Nicolas Jean – Réformer ce secteur implique de mobiliser une large gamme de compétences et d’expertises juridiques, en ce qu’il se trouve au croisement de diverses matières hautement techniques, telles qu’énumérées plus tôt par Monsieur le ministre (financement, immobilier, infrastructures, transports, santé, éducation, sécurité, foncier…). Dans le cadre de notre accompagnement du Ministère ivoirien du Tourisme et des Loisirs, nous avons précisément dessiné les contours d’une réforme au service de ses objectifs, qui œuvre à autonomiser le secteur en renforçant sa gouvernance, en valorisant le foncier et en mettant en place des mécanismes destinés à capter les fonds internationaux en faveur du secteur.
La réforme institutionnelle comprend ainsi notamment la création d’une agence de gestion des zones d’utilité touristique (intégrant une société d’ingénierie dédiée au secteur), ainsi qu’un fonds de garantie destiné à favoriser le financement des études techniques et l’aménagement des terrains en vue de l’exploitation de ces zones. Ensemble, ces outils permettront la réalisation de projets stratégiques, et contribueront par les effets du cercle vertueux instauré à garantir la conversion des fonds mobilisés en engagements d’investissements sans peser sur le bilan de l’Etat.
Comment percevez-vous la reprise tourisme en Afrique en général et en Côte d’Ivoire en particulier ? Etes-vous optimistes ? Pour quelles raisons ?

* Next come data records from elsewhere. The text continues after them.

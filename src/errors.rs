use core::fmt;

#[derive(Debug)]
pub enum AppError {
    InvalidCapacity(usize),
    Validation(String),
}

impl fmt::Display for AppError {
    fn fmt(&self, f: &mut std::fmt::Formatter<'_>) -> std::fmt::Result {
        match self {
            AppError::InvalidCapacity(capacity) => {
                write!(
                    f,
                    "Invalid table capacity: {}. Capacity must be at least 1",
                    capacity
                )
            }
            AppError::Validation(msg) => {
                write!(f, "Validation failed: {}", msg)
            }
        }
    }
}
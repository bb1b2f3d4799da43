pub mod contact;

pub use contact::Contact;
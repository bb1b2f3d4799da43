use crate::domain::Contact;
use crate::errors::AppError;

pub struct ChainEntry {
    pub key: String,
    pub value: Contact,
}

/// Fixed-capacity hash table mapping contact names to contacts,
/// with separate chaining per bucket. Capacity never changes and
/// entries are never removed; inserting an existing name replaces
/// its contact.
pub struct ContactStore {
    buckets: Vec<Vec<ChainEntry>>,
    capacity: usize,
    len: usize,
}

impl ContactStore {
    pub fn new(capacity: usize) -> Result<Self, AppError> {
        if capacity == 0 {
            return Err(AppError::InvalidCapacity(capacity));
        }

        let mut buckets = Vec::with_capacity(capacity);
        buckets.resize_with(capacity, Vec::new);

        Ok(Self {
            buckets,
            capacity,
            len: 0,
        })
    }

    pub fn capacity(&self) -> usize {
        self.capacity
    }

    /// Number of contacts across all buckets.
    pub fn len(&self) -> usize {
        self.len
    }

    pub fn is_empty(&self) -> bool {
        self.len == 0
    }

    /// Bucket a key hashes to: unweighted sum of the key's character
    /// code points, mod capacity. Unseeded and deterministic, so
    /// anagrams ("Amy"/"May") always collide. Legacy tables were built
    /// with this exact function; keep it bit-for-bit.
    pub fn bucket_index(&self, key: &str) -> usize {
        let sum = key.chars().fold(0u64, |acc, c| acc.wrapping_add(c as u64));

        (sum % self.capacity as u64) as usize
    }

    pub fn insert(&mut self, name: &str, number: &str) {
        let index = self.bucket_index(name);
        let chain = &mut self.buckets[index];

        // Duplicate name updates in place: swap in a fresh Contact
        // rather than poking fields on the old one.
        if let Some(entry) = chain.iter_mut().find(|entry| entry.key == name) {
            entry.value = Contact::new(name, number);
            return;
        }

        // New names append at the tail, so a chain reads in
        // insertion order.
        chain.push(ChainEntry {
            key: name.to_string(),
            value: Contact::new(name, number),
        });
        self.len += 1;
    }

    /// Walks the key's chain head to tail. `None` means the name was
    /// never inserted, which is an ordinary outcome, not an error.
    pub fn search(&self, name: &str) -> Option<&Contact> {
        let index = self.bucket_index(name);

        self.buckets[index]
            .iter()
            .find(|entry| entry.key == name)
            .map(|entry| &entry.value)
    }

    /// Read-only walk over every bucket in index order, for printing
    /// and diagnostics. Restartable; never mutates the table.
    pub fn buckets(&self) -> BucketIter<'_> {
        BucketIter {
            inner: &self.buckets,
            idx: 0,
        }
    }
}

pub struct Bucket<'a> {
    index: usize,
    entries: &'a [ChainEntry],
}

impl<'a> Bucket<'a> {
    pub fn index(&self) -> usize {
        self.index
    }

    pub fn is_empty(&self) -> bool {
        self.entries.is_empty()
    }

    /// Contacts chained in this bucket, in insertion order.
    pub fn contacts(&self) -> impl Iterator<Item = &'a Contact> {
        self.entries.iter().map(|entry| &entry.value)
    }
}

pub struct BucketIter<'a> {
    inner: &'a [Vec<ChainEntry>],
    idx: usize,
}

impl<'a> Iterator for BucketIter<'a> {
    type Item = Bucket<'a>;

    fn next(&mut self) -> Option<Self::Item> {
        if self.idx >= self.inner.len() {
            return None;
        }
        let bucket = Bucket {
            index: self.idx,
            entries: &self.inner[self.idx],
        };
        self.idx += 1;
        Some(bucket)
    }
}
use core::fmt;

#[derive(Debug, Clone, PartialEq, Eq)]
pub struct Contact {
    pub name: String,
    pub number: String,
}

impl Contact {
    pub fn new(name: &str, number: &str) -> Self {
        Contact {
            name: name.to_string(),
            number: number.to_string(),
        }
    }
}

impl fmt::Display for Contact {
    fn fmt(&self, f: &mut fmt::Formatter<'_>) -> fmt::Result {
        write!(f, "{}: {}", self.name, self.number)
    }
}

// TEST
#[cfg(test)]
mod tests {

    use super::*;

    #[test]
    fn display_renders_name_then_number() {
        let contact = Contact::new("John", "909-876-1234");

        assert_eq!(format!("{}", contact), "John: 909-876-1234");
    }

    #[test]
    fn contacts_compare_by_value() {
        let a = Contact::new("Amy", "111-222-3333");
        let b = Contact::new("Amy", "111-222-3333");
        let c = Contact::new("Amy", "222-333-1111");

        assert_eq!(a, b);
        assert_ne!(a, c);
    }
}
pub mod command;
pub mod run;

pub use run::run_app;
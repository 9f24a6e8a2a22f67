// Copyright (C) 2025 Marceline Cramer
// SPDX-License-Identifier: AGPL-3.0-or-later
//
// MCP Planner is free software: you can redistribute it and/or modify it under
// the terms of the GNU Affero General Public License as published by the Free
// Software Foundation, either version 3 of the License, or (at your option) any
// later version.
//
// MCP Planner is distributed in the hope that it will be useful, but WITHOUT ANY
// WARRANTY; without even the implied warranty of MERCHANTABILITY or FITNESS
// FOR A PARTICULAR PURPOSE. See the GNU Affero General Public License for
// more details.
//
// You should have received a copy of the GNU Affero General Public License
// along with MCP Planner. If not, see <https://www.gnu.org/licenses/>.

use std::{
    cell::Cell,
    time::{Duration, Instant},
};

use batsat::Callbacks;
use rustsat::{
    encodings::CollectClauses,
    solvers::{Solve, SolveIncremental, SolverResult},
    types::{Clause, Lit},
};
use tracing::trace;

use crate::{log_time, vars::VariablePool, Error, Result};

pub type Oracle = rustsat_batsat::Solver<DeadlineCallbacks>;

thread_local! {
    /// The wall-clock instant at which the running engine call must stop.
    static DEADLINE: Cell<Option<Instant>> = const { Cell::new(None) };
}

/// Batsat callbacks that stop the search once the call's budget is spent.
#[derive(Default)]
pub struct DeadlineCallbacks;

impl Callbacks for DeadlineCallbacks {
    fn stop(&self) -> bool {
        DEADLINE.with(|deadline| deadline.get().is_some_and(|at| Instant::now() >= at))
    }
}

/// The verdict of a single satisfiability check.
#[derive(Copy, Clone, Debug, PartialEq, Eq)]
pub enum Check {
    Sat,
    Unsat,
    /// The engine ran out of time before reaching a verdict.
    Unknown,
}

/// An incremental satisfiability engine with scoped constraints.
pub trait Engine {
    /// The variable pool that encodings for this engine allocate from.
    fn vars(&mut self) -> &mut VariablePool;

    /// Adds clauses to the innermost open scope.
    fn add_clauses(&mut self, clauses: Vec<Clause>) -> Result<()>;

    /// Opens a new scope.
    fn push(&mut self);

    /// Retracts every clause added since the matching [Engine::push].
    fn pop(&mut self) -> Result<()>;

    /// The number of open scopes.
    fn depth(&self) -> usize;

    /// Sets the wall-clock budget of the next [Engine::check].
    fn set_timeout(&mut self, budget: Duration);

    /// Checks the satisfiability of every clause in every open scope.
    fn check(&mut self) -> Result<Check>;

    /// Evaluates a literal in the model of the last satisfiable check.
    fn value(&self, lit: Lit) -> Result<bool>;
}

/// A batsat-backed [Engine].
///
/// Scopes are a stack of guard literals: every clause added inside a scope
/// carries its guard, checks assume every open guard to be false, and popping
/// a scope asserts its guard so that its clauses are satisfied for good.
pub struct Session {
    oracle: Oracle,
    vars: VariablePool,
    scopes: Vec<Lit>,
    budget: Option<Duration>,
}

impl Session {
    /// Creates an empty session allocating from `vars`.
    pub fn new(vars: VariablePool) -> Result<Self> {
        let mut oracle = Oracle::default();
        oracle.add_unit(vars.top()).map_err(Error::engine)?;

        Ok(Self {
            oracle,
            vars,
            scopes: Vec::new(),
            budget: None,
        })
    }
}

impl Engine for Session {
    fn vars(&mut self) -> &mut VariablePool {
        &mut self.vars
    }

    fn add_clauses(&mut self, clauses: Vec<Clause>) -> Result<()> {
        let Some(guard) = self.scopes.last().copied() else {
            CollectClauses::extend_clauses(&mut self.oracle, clauses)?;
            return Ok(());
        };

        let guarded = clauses.into_iter().map(|mut clause| {
            clause.add(guard);
            clause
        });

        CollectClauses::extend_clauses(&mut self.oracle, guarded)?;
        Ok(())
    }

    fn push(&mut self) {
        let guard = self.vars.fresh_lits(1)[0];
        self.scopes.push(guard);
        trace!(depth = self.scopes.len(), "pushed scope");
    }

    fn pop(&mut self) -> Result<()> {
        let Some(guard) = self.scopes.pop() else {
            return Ok(());
        };

        // the guard is forced so it is never reused
        self.oracle.add_unit(guard).map_err(Error::engine)?;
        trace!(depth = self.scopes.len(), "popped scope");
        Ok(())
    }

    fn depth(&self) -> usize {
        self.scopes.len()
    }

    fn set_timeout(&mut self, budget: Duration) {
        self.budget = Some(budget);
    }

    fn check(&mut self) -> Result<Check> {
        if self.budget.is_some_and(|budget| budget.is_zero()) {
            return Ok(Check::Unknown);
        }

        let assumptions: Vec<_> = self.scopes.iter().map(|guard| !*guard).collect();
        let deadline = self.budget.map(|budget| Instant::now() + budget);

        DEADLINE.with(|cell| cell.set(deadline));
        let result = log_time("checking satisfiability", || {
            self.oracle.solve_assumps(&assumptions)
        });
        DEADLINE.with(|cell| cell.set(None));

        match result.map_err(Error::engine)? {
            SolverResult::Sat => Ok(Check::Sat),
            SolverResult::Unsat => Ok(Check::Unsat),
            SolverResult::Interrupted => Ok(Check::Unknown),
        }
    }

    fn value(&self, lit: Lit) -> Result<bool> {
        let value = self.oracle.lit_val(lit).map_err(Error::engine)?;
        Ok(value.to_bool_with_def(false))
    }
}

/// An in-memory clause collector.
///
/// Encodings are built into buffers first so that the same clauses can be
/// replayed into several engines.
#[derive(Clone, Debug, Default)]
pub struct ClauseBuffer {
    clauses: Vec<Clause>,
}

impl CollectClauses for ClauseBuffer {
    fn n_clauses(&self) -> usize {
        self.clauses.len()
    }

    fn extend_clauses<T>(&mut self, cl_iter: T) -> Result<(), rustsat::OutOfMemory>
    where
        T: IntoIterator<Item = Clause>,
    {
        self.clauses.extend(cl_iter);
        Ok(())
    }
}

impl ClauseBuffer {
    pub fn into_clauses(self) -> Vec<Clause> {
        self.clauses
    }
}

Siandou Fofana – Je suis naturellement optimiste ! S’agissant de la Côte d’Ivoire, nous avons déjà redéfini un calendrier ambitieux mais pour autant réaliste, et prévoyons dès l’année prochaine l’inauguration de nombreux projets parmi lesquels « Belles Plages pour tous » (à Mondoukou, Azurretti, Assinie, Jacqueville et Port Bouet), ou encore des premiers segments de la Route des Eléphants, de la Route des Esclaves et de l’Akwaba Park. Ces projets pilotes ont vocation à stimuler le tourisme aussi bien local que régional et international, et nous permettront de suivre notre feuille de route jusqu’à 2025.
Nicolas Jean – Il est évidemment plus difficile d’apporter une réponse à l’échelle du continent. Sans en faire une maraude, j’aime cependant à rappeler que parler du continent africain, c’est évoquer plus de cinquante pays aux économies diverses et aux niveaux de développement inégaux.
S’agissant plus spécifiquement du tourisme et outre les disparités qui peuvent exister en matière de patrimoine naturel ou encore de sécurité, de nombreux pays ne se sont à ce jour pas dotés des outils nécessaires au développement et donc, a fortiori, au rebond du secteur. La fragilité de certains environnements juridiques (textes obsolètes ou n’offrant pas une sécurité juridique suffisante), le manque d’infrastructures associées au tourisme (voies d’accès, aéroports, énergie…) ou encore l’insuffisance de certains cadres institutionnels sectoriels (autonomie du secteur) sont autant de facteurs qui freinent l’accès aux financements et donc au développement. Il faut toutefois noter que le nombre de projets de développement dans le secteur a très largement diminué en Europe, aux Etats-Unis et en Asie du fait de la crise, tandis que les montants disponibles dédiés au secteur demeurent très élevés. C’est une occasion pour les Etats et opérateurs africains de capter ces financements, et d’ainsi accentuer l’effet du rebond !
Propos recueillis par Ristel Tchounand.